[Opening The data section]

use thiserror::Error;

/// Failures reported by [`crate::storage::Repository`].
#[derive(Error, Debug)]
pub enum RepositoryError {
    #[error("'{0}' not found")]
    NotFound(String),

    #[error("'{0}' already exists")]
    AlreadyExists(String),

    #[error("cannot decrypt '{0}': wrong password or corrupted record")]
    Decrypt(String),

    #[error("invalid record name: '{0}'")]
    InvalidName(String),

    #[error(transparent)]
    Cipher(#[from] CipherError),

    #[error("IO error: {0}")]
    Io(#[from] std::io::Error),
}

#[derive(Error, Debug)]
pub enum CipherError {
    #[error("key derivation failed: {0}")]
    Kdf(String),

    #[error("encryption failed")]
    Encrypt,

    /// Authentication tag mismatch, truncated payload or bad encoding.
    #[error("decryption failed")]
    Decrypt,
}

#[derive(Error, Debug)]
pub enum ViewError {
    #[error("cancelled")]
    Cancelled,

    #[error("input closed")]
    Closed,

    #[error("IO error: {0}")]
    Io(#[from] std::io::Error),
}

#[derive(Error, Debug)]
pub enum EditorError {
    #[error("the editor is not specified and the environment variable EDITOR is not set")]
    NotConfigured,

    #[error("starting the editor '{program}' failed: {source}")]
    Start {
        program: String,
        source: std::io::Error,
    },

    #[error("cancelled")]
    Cancelled,

    #[error("IO error: {0}")]
    Io(#[from] std::io::Error),
}

/// True when `err` is the graceful stop signal rather than a failure.
pub fn is_cancellation(err: &anyhow::Error) -> bool {
    err.chain().any(|cause| {
        matches!(cause.downcast_ref::<ViewError>(), Some(ViewError::Cancelled))
            || matches!(cause.downcast_ref::<EditorError>(), Some(EditorError::Cancelled))
    })
}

[Closing The data section]

Work instruction —
Only the lines that contain the string "enum" should be copied from the entries above.

Solution below —
pub enum RepositoryError {
pub enum CipherError {
pub enum ViewError {
pub enum EditorError {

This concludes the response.